» PROBLEM TO SOLVE:
Where the listing below reaches the line containing "BinaryOp::IsNot", start writing out lines exactly, and stop once the line containing "None => return" has been written.
#####
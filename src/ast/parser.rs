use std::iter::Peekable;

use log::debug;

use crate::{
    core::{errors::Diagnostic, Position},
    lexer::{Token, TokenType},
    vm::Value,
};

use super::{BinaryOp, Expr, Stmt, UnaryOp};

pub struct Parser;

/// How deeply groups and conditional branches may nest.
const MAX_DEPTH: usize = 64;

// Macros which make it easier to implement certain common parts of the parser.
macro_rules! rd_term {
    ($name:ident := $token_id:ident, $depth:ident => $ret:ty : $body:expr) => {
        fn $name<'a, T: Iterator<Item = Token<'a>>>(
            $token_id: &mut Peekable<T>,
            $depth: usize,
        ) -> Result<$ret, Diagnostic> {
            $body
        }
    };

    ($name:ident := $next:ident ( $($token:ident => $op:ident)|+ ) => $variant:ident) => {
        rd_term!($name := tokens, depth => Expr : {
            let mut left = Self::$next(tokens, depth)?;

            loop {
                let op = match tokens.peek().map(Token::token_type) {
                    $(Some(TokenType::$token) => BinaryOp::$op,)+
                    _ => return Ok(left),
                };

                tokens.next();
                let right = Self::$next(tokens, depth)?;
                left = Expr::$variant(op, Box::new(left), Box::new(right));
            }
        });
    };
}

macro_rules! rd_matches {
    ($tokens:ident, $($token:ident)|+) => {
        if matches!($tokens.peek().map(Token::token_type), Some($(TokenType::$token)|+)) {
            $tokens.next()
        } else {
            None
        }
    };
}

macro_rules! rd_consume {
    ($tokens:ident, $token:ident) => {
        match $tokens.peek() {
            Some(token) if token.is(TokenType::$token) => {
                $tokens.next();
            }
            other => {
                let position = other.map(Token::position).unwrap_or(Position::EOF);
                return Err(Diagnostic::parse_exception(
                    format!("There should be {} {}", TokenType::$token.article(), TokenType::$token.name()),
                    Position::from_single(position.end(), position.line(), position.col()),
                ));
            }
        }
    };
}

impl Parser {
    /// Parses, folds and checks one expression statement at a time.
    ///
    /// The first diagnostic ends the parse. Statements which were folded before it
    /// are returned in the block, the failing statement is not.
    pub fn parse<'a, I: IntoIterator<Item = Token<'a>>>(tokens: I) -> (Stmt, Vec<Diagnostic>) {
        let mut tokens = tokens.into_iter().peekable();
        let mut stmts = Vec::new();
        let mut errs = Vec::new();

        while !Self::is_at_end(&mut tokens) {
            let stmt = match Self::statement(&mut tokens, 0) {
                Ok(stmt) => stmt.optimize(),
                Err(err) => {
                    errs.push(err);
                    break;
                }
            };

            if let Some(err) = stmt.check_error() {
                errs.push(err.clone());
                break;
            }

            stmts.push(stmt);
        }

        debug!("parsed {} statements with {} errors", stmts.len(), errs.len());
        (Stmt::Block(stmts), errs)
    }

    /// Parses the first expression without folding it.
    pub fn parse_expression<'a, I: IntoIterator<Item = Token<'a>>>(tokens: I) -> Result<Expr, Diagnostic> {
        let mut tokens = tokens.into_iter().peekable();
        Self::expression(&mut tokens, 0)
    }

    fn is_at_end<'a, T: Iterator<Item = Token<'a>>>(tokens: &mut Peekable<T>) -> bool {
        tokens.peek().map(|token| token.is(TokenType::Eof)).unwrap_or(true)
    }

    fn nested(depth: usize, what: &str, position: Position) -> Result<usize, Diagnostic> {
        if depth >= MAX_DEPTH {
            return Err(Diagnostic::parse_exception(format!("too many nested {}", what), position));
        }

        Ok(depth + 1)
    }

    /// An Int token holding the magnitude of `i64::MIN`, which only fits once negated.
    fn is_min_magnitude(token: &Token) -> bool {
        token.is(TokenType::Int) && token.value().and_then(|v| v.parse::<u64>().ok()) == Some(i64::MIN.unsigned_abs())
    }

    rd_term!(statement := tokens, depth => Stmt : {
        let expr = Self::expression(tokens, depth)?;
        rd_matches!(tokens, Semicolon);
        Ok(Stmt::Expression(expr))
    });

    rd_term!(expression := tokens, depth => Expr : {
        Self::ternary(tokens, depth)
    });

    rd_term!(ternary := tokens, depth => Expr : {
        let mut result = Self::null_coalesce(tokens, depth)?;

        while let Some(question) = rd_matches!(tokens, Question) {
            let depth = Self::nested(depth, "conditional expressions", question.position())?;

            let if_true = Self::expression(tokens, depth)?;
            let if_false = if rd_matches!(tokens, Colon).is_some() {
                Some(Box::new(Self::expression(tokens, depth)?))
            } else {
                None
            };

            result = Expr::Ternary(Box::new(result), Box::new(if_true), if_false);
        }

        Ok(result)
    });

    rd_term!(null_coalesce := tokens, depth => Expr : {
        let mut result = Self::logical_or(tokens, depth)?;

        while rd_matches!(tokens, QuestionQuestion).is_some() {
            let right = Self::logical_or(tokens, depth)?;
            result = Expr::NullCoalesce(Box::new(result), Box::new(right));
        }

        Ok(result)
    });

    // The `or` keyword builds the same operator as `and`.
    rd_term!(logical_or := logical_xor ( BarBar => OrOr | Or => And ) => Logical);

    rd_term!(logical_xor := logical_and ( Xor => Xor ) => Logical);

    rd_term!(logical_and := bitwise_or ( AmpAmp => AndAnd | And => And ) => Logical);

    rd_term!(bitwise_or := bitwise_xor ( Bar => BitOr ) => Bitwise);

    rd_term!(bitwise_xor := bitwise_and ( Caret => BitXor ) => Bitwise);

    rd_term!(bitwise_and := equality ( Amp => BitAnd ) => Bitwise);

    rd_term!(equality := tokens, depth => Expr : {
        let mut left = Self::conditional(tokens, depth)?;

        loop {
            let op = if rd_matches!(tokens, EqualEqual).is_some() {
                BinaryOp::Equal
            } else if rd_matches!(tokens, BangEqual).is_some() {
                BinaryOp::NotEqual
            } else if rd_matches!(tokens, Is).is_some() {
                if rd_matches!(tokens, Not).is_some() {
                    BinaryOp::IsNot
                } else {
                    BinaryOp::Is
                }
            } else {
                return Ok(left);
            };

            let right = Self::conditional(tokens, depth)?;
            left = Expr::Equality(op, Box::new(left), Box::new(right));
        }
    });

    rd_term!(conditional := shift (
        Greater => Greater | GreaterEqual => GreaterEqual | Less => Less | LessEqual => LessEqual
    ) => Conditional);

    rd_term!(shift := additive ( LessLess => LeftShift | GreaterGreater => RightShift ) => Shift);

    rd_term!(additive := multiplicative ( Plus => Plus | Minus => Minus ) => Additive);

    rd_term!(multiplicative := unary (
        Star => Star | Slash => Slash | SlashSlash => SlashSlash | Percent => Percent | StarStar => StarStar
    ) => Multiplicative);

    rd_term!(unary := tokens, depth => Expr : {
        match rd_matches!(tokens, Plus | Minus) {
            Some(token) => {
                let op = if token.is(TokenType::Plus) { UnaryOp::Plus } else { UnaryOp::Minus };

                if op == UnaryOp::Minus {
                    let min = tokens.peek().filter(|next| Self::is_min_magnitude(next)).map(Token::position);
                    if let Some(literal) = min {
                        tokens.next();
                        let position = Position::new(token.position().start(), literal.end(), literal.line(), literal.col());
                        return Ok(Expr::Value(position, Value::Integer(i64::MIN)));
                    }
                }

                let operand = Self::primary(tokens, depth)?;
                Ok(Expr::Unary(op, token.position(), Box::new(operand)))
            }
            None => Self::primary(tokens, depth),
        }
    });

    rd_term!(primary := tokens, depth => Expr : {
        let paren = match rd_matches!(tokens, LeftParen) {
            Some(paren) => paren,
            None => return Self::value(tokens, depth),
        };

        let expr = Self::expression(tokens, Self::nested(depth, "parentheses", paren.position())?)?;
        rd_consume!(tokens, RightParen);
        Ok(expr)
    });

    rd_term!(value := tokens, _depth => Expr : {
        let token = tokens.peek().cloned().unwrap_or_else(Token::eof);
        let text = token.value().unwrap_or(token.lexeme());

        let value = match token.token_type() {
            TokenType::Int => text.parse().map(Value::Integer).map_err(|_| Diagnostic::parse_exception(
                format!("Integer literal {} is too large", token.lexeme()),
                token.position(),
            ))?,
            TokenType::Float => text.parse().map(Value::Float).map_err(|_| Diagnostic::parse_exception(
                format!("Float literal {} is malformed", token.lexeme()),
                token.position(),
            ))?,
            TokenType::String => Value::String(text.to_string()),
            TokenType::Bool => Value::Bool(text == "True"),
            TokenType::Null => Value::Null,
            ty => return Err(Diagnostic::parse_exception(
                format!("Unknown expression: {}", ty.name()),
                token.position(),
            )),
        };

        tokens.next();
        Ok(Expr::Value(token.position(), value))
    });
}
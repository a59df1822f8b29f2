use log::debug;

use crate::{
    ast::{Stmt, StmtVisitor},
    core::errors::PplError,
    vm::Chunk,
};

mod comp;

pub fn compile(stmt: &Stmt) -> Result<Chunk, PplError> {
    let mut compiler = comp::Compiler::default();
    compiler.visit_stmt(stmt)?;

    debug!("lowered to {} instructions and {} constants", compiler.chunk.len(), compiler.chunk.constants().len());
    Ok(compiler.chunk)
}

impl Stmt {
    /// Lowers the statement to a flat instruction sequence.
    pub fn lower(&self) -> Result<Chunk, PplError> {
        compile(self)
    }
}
#####
» WRITTEN ANSWER:
                    BinaryOp::IsNot
                } else {
                    BinaryOp::Is
                }
            } else {
                return Ok(left);
            };

            let right = Self::conditional(tokens, depth)?;
            left = Expr::Equality(op, Box::new(left), Box::new(right));
        }
    });

    rd_term!(conditional := shift (
        Greater => Greater | GreaterEqual => GreaterEqual | Less => Less | LessEqual => LessEqual
    ) => Conditional);

    rd_term!(shift := additive ( LessLess => LeftShift | GreaterGreater => RightShift ) => Shift);

    rd_term!(additive := multiplicative ( Plus => Plus | Minus => Minus ) => Additive);

    rd_term!(multiplicative := unary (
        Star => Star | Slash => Slash | SlashSlash => SlashSlash | Percent => Percent | StarStar => StarStar
    ) => Multiplicative);

    rd_term!(unary := tokens, depth => Expr : {
        match rd_matches!(tokens, Plus | Minus) {
            Some(token) => {
                let op = if token.is(TokenType::Plus) { UnaryOp::Plus } else { UnaryOp::Minus };

                if op == UnaryOp::Minus {
                    let min = tokens.peek().filter(|next| Self::is_min_magnitude(next)).map(Token::position);
                    if let Some(literal) = min {
                        tokens.next();
                        let position = Position::new(token.position().start(), literal.end(), literal.line(), literal.col());
                        return Ok(Expr::Value(position, Value::Integer(i64::MIN)));
                    }
                }

                let operand = Self::primary(tokens, depth)?;
                Ok(Expr::Unary(op, token.position(), Box::new(operand)))
            }
            None => Self::primary(tokens, depth),
        }
    });

    rd_term!(primary := tokens, depth => Expr : {
        let paren = match rd_matches!(tokens, LeftParen) {
            Some(paren) => paren,
            None => return Self::value(tokens, depth),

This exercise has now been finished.